▶ [RECORDS]
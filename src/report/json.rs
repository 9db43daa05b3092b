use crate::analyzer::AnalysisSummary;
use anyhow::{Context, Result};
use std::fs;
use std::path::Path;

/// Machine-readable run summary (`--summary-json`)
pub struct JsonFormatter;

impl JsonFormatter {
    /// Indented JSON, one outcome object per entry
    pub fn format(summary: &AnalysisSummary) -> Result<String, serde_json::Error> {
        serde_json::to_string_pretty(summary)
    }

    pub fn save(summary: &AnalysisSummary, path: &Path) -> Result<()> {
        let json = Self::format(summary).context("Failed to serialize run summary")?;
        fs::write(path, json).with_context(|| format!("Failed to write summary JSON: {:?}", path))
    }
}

▶ [WHAT TO DO] What do the lines from the one with "to serialize run" through the last line of the entries say? Print them word for word, both ends included, and nothing else.

▶ [EXERCISE OUTPUT]
        let json = Self::format(summary).context("Failed to serialize run summary")?;
        fs::write(path, json).with_context(|| format!("Failed to write summary JSON: {:?}", path))
    }
}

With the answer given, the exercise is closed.